Saturday 23 March 2013

Chapter 5: The battle against my demons

I spent the rest of the day attempting to sleep with no success. I was in agony my stomach throbbed and my nether regions were swollen and throbbing. I don’t suppose the tight jock strap helped. They were the size of a bowling ball and throbbing like hell. A bit too much information probably but oh well. My morphine button must have been on the verge of explosion by now. However the morphine helped get me to sleep. I had the dreaded dream again. The on of me standing outside the window looking in on my family. I woke with a knot in my stomach and a cold sweat.

Before I knew it Kerri was back this time she bought a visitor with her, it was Emily I longed to see my beautiful little girl. She saw me she looked tired she looked upset she slowly wondered over to me like she didn’t recognise me. She sat on my bed and hugged me and gave me a kiss she seemed shy. I told her I loved her and that a missed her. She told me she loved me too. I filled up and I held her so tightly I could have squeezed the life out of her. She was my little girl I had missed her so much. We generally chatted about how she had been and what she had been doing. She perked up a little and told me that she had been playing with her toys and looking after mummy. Her innocence bought a smile to my face. She asked me if I had a saw belly and how I was feeling. I told her it was very sore, she said I could go home with her and she would look after me. I told her I would love to but I couldn’t that the doctors needed to look after me. She got upset and said but Daddy I love you. I told her I loved her too and I would be home soon. When she left I sobbed I missed her before she even walked out the door I didn’t know when I would see her again. The guilt inside me overwhelmed me I called a nurse to close my curtain as I couldn’t contain my upset. My heart was breaking to see my little girl look upset and tired the way she did. She was 2 but she understood that I wasn’t around and that I wasn’t well. She knew and that killed me.

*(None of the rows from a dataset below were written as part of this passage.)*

pub mod autotune;
pub mod config;
pub mod control;
pub mod output;
pub mod shared_core_values;
pub mod telemetry;
pub mod threads;
pub mod util;
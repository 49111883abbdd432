use bitflags::bitflags;

use crate::MAX_AXES;

#[derive(Debug, Clone, Copy, PartialEq, Eq, Hash)]
#[repr(u8)]
pub enum StabilizationMode {
    Disabled = 0,
    Failsafe = 1,
    Manual = 2,
    Rate = 3,
    AcroPlus = 4,
    AcroDyne = 5,
    Attitude = 6,
    AxisLock = 7,
    WeakLeveling = 8,
    VirtualBar = 9,
    Horizon = 10,
    SystemIdent = 11,
    SystemIdentRate = 12,
    Poi = 13,
    CoordinatedFlight = 14,
}

impl TryFrom<u8> for StabilizationMode {
    type Error = u8;

    fn try_from(value: u8) -> Result<Self, Self::Error> {
        use StabilizationMode::*;
        let mode = match value {
            0 => Disabled,
            1 => Failsafe,
            2 => Manual,
            3 => Rate,
            4 => AcroPlus,
            5 => AcroDyne,
            6 => Attitude,
            7 => AxisLock,
            8 => WeakLeveling,
            9 => VirtualBar,
            10 => Horizon,
            11 => SystemIdent,
            12 => SystemIdentRate,
            13 => Poi,
            14 => CoordinatedFlight,
            other => return Err(other),
        };
        Ok(mode)
    }
}

impl StabilizationMode {
    /// Modes whose setpoint is an attitude, so an attitude error is computed for them.
    pub fn uses_attitude_error(&self) -> bool {
        matches!(
            self,
            StabilizationMode::Horizon
                | StabilizationMode::WeakLeveling
                | StabilizationMode::Attitude
                | StabilizationMode::SystemIdent
        )
    }

    pub fn is_system_ident(&self) -> bool {
        matches!(
            self,
            StabilizationMode::SystemIdent | StabilizationMode::SystemIdentRate
        )
    }
}

#[derive(Debug, Default, Clone, Copy, PartialEq, Eq)]
pub enum ReprojectionMode {
    #[default]
    None,
    CameraAngle,
    HeadFree,
}

bitflags! {
    #[derive(Debug, Default, Clone, Copy, PartialEq, Eq)]
    pub struct AxisFlags: u8 {
        const ROLL = 0b001;
        const PITCH = 0b010;
        const YAW = 0b100;
    }
}

impl AxisFlags {
    pub fn from_axis(axis: usize) -> Self {
        match axis {
            0 => AxisFlags::ROLL,
            1 => AxisFlags::PITCH,
            2 => AxisFlags::YAW,
            _ => AxisFlags::empty(),
        }
    }
}

/// Setpoint published by the input pipeline. Modes are carried as raw bytes since the
/// producer is outside this crate; invalid values surface as a stabilization error.
#[derive(Debug, Clone, Copy, PartialEq)]
pub struct StabilizationDesired {
    pub mode: [u8; MAX_AXES],
    /// Normalized stick per axis, in [-1,1].
    pub roll: f32,
    pub pitch: f32,
    pub yaw: f32,
    pub thrust: f32,
    pub reprojection: ReprojectionMode,
    /// Turtle mode: reverse the motors to flip a crashed craft back over.
    pub flip_over_thrust_mode: bool,
}

impl Default for StabilizationDesired {
    fn default() -> Self {
        Self {
            mode: [StabilizationMode::Disabled as u8; MAX_AXES],
            roll: 0.0,
            pitch: 0.0,
            yaw: 0.0,
            thrust: 0.0,
            reprojection: ReprojectionMode::None,
            flip_over_thrust_mode: false,
        }
    }
}

impl StabilizationDesired {
    pub fn with_modes(modes: [StabilizationMode; MAX_AXES]) -> Self {
        Self {
            mode: modes.map(|mode| mode as u8),
            ..Default::default()
        }
    }

    pub fn axes(&self) -> [f32; MAX_AXES] {
        [self.roll, self.pitch, self.yaw]
    }
}

/// Estimated attitude: quaternion plus the equivalent roll/pitch/yaw in degrees.
#[derive(Debug, Clone, Copy, PartialEq)]
pub struct AttitudeActual {
    pub q: [f32; 4],
    pub roll: f32,
    pub pitch: f32,
    pub yaw: f32,
}

impl Default for AttitudeActual {
    fn default() -> Self {
        Self {
            q: [1.0, 0.0, 0.0, 0.0],
            roll: 0.0,
            pitch: 0.0,
            yaw: 0.0,
        }
    }
}

impl AttitudeActual {
    pub fn rpy(&self) -> [f32; MAX_AXES] {
        [self.roll, self.pitch, self.yaw]
    }
}

/// One gyro delivery: body rates in deg/s and accelerations in m/s^2.
#[derive(Debug, Default, Clone, Copy, PartialEq)]
pub struct InertialSample {
    pub gyro: [f32; MAX_AXES],
    pub accel: [f32; MAX_AXES],
}

#[derive(Debug, Default, Clone, Copy, PartialEq, Eq)]
pub enum AirframeType {
    #[default]
    QuadX,
    QuadP,
    Hexa,
    Tri,
    Bi,
    HeliCp,
    FixedWing,
    FixedWingElevon,
    FixedWingVtail,
}

impl AirframeType {
    pub fn is_fixed_wing(&self) -> bool {
        matches!(
            self,
            AirframeType::FixedWing | AirframeType::FixedWingElevon | AirframeType::FixedWingVtail
        )
    }
}
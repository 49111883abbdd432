use log::{Level, LevelFilter, Log, Metadata, Record};

use crate::util::time::get_current_system_time_ms;

/// Console backend for the host build; the board build routes `log` to its own UART logger.
struct ConsoleLogger;

static CONSOLE_LOGGER: ConsoleLogger = ConsoleLogger;

impl Log for ConsoleLogger {
    fn enabled(&self, metadata: &Metadata) -> bool {
        metadata.level() <= log::max_level()
    }

    fn log(&self, record: &Record) {
        if !self.enabled(record.metadata()) {
            return;
        }
        let line = format!(
            "{:>8} {:<5} [{}] {}",
            get_current_system_time_ms(),
            record.level(),
            record.target(),
            record.args()
        );
        match record.level() {
            Level::Error | Level::Warn => eprintln!("{}", line),
            _ => println!("{}", line),
        }
    }

    fn flush(&self) {}
}

pub fn initialize_default() {
    initialize(LevelFilter::Info);
}

pub fn initialize(level: LevelFilter) {
    // A logger may already be installed by an embedding application or another test.
    if log::set_logger(&CONSOLE_LOGGER).is_ok() {
        log::set_max_level(level);
    }
}
// Stabilization loop
pub const STABILIZATION_FAILSAFE_TIMEOUT_MS: u64 = 30;
pub const GYRO_SAMPLE_RATE_HZ: f32 = 1000.0_f32;
pub const GYRO_SAMPLE_PERIOD_S: f32 = 1.0_f32 / GYRO_SAMPLE_RATE_HZ;
pub const LOOP_PERIOD_AVERAGE_START: u32 = 100;
pub const LOOP_PERIOD_AVERAGE_END: u32 = 2100;
pub const LOOP_FREQUENCY_TOLERANCE: f32 = 0.15_f32;

// Control laws
pub const COORDINATED_FLIGHT_MIN_ROLL_THRESHOLD: f32 = 3.0_f32;
pub const COORDINATED_FLIGHT_MAX_YAW_THRESHOLD: f32 = 0.05_f32;
pub const HORIZON_MODE_MAX_BLEND: f32 = 0.85_f32;
pub const HOLD_OPEN_THRUST: f32 = 1e-6_f32;
pub const FAILSAFE_FIXED_WING_ROLL_DEG: f32 = -10.0_f32;
pub const FAILSAFE_FIXED_WING_YAW_RATE: f32 = -5.0_f32;
pub const DYNAMIC_RATE_GYRO_HEADROOM: f32 = 0.9_f32;
pub const MAX_GYRO_RATE_DEG: f32 = 2000.0_f32;

// System identification excitation
pub const SYSTEM_IDENT_PREPARE_TIME_MS: u32 = 1250;
pub const SYSTEM_IDENT_MEASURE_TIME_S: f32 = 60.0_f32;
pub const MAX_EXCITATION_SCALE: f32 = 0.25_f32;
pub const EXCITATION_REFERENCE_BETA: f32 = 10.0_f32;

// Actuator
pub const MIXER_SCALE: f32 = 128.0_f32;
pub const ACTUATOR_EPSILON: f32 = 1e-5_f32;
pub const ACTUATOR_FAILSAFE_TIMEOUT_MS: u64 = 100;
pub const MIN_MIXER_CHANNELS: usize = 2;
pub const FLIP_OVER_STICK_DEADBAND: f32 = 0.25_f32;

// DShot
pub const DSHOT_MIN_THROTTLE: f32 = 48.0_f32;
pub const DSHOT_MAX_THROTTLE: f32 = 2047.0_f32;
pub const DSHOT_3D_RANGE_MAX: f32 = 999.0_f32;
pub const DSHOT_3D_REVERSE_OFFSET: f32 = 1048.0_f32;
pub const DSHOT_CMD_MOTOR_STOP: u8 = 0;
pub const DSHOT_CMD_3D_MODE_ON: u8 = 10;
pub const DSHOT_DISARM_PRIME_COUNT: u8 = 12;
pub const DSHOT_3D_ARM_COUNT: u8 = 24;

// Autotune
pub const AUTOTUNE_QUEUE_LENGTH: usize = 64;
pub const AUTOTUNE_POLL_PERIOD_MS: u64 = 2;
pub const AUTOTUNE_SAVE_RETRY_MS: u32 = 1000;
pub const AUTOTUNE_MAX_SAMPLE_GAP: u32 = 10;
pub const THROTTLE_ACCUMULATOR_SCALE: f32 = 10_000.0_f32;
pub const AUTOTUNE_NOISE_ALPHA: f32 = 0.999_f32;

// Threads
pub const STABILIZATION_STACK_SIZE: usize = 16 * 1024;
pub const ACTUATOR_STACK_SIZE: usize = 16 * 1024;
pub const AUTOTUNE_STACK_SIZE: usize = 32 * 1024;
pub const TELEMETRY_STACK_SIZE: usize = 8 * 1024;
pub const TELEMETRY_PERIOD_MS: u64 = 250;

When Kerri and Emily went I lay in bed trying to take my mind off things by reading some magazine that Kerri had bought me but my mind wasn’t in it. I was looking at the pages but not really concentrating. The image of Emily’s tired upset face flashed in my mind constantly and the guilt I felt was unimaginable. I knew I had to get better I knew I had to do it for my family.

The physiotherapists came back shortly after Kerri and Emily left. He asked me if I was ready to get out of bed. I had to fight the demons in my mind my mind told me there was no point. I still had the morbid thoughts I think it was the guilt of seeing Emily the way she was upset and tired looking. I still had that feeling it was my fault that my family was feeling the way it was. I couldn’t shake that niggling feeling. I forced myself off the bed first time I fell back down onto the bed. I was determined to get back up, I walked to the toilet I was in so much pain my insides felt like they were going to fall out, and my legs were like jelly. My dignity was gone I walked to the toilet like John Wayne my nuts were that swollen and I was walking holding a catheter bag. I mean I must have looked a right site. I caught a glimpse of myself as a reflection in the window of the double doors. The sight depressed me I wanted the earth to open up and swallow me. When I got back to the bed I was knackered I was so tired it really took it out of me walking 20 paces there and 20 paces back.

I fell back onto the bed in exhaustion. Was this is for me is this how life was going to be now. I felt my mood starting to slip I tried to fight my mental thoughts but they took over. I could feel the depression taking over I could feel it in my mind. My physical state had deteriorated, my body was a state and I was losing my mind. The morbid thoughts were back.

The surgeon’s assistants Mr Grocock came to see me later that afternoon and asked me how I was feeling. I was honest with him I told him exactly how I was feeling low, depressed and wishing for death. He said it was normal for me to feel groggy and physically tired. I tried to explain to him that I know that but that’s wasn’t what I was saying I explained my feelings but he didn’t get it. He wanted to see my wounds again. I didn’t so whilst he was checking them I looked out of the window. The drain from my neck was removed.

I felt so alone I didn’t want to tell Kerri because she had enough on her mind I don’t want to burden her anymore that she already was. I kept inside and I could feel myself crumbling. I felt like I was going crazy I was alone with thoughts of death, anger and depression.

That Afternoon around 330pm a nurse came to see me to remove my catheter and drains from my stomach. First the catheter now that was a strange sensation and I’ve never felt pain like it I winced with agony. Then the drains, firstly she removed the staples holding them in that stung a little and then as she pulled them out I have to be honest it tickled. I let out a little laugh. Before I knew it all 3 drains were out my stomach was so swollen I looked 6 months pregnant.

The wounds started to bleed she stood there patting them until the bleeding stopped it seemed to last ages my stomach was like a colander. The 3 holes were gushing blood the nurse looked slightly concerned and buzzed for assistance. A second nurse came in and saw what was happening. Tissue after tissue left me skin red dripping with blood. I thought my god I’m going to bleed to death. I felt faint; I felt sick and then nothing. Blackness.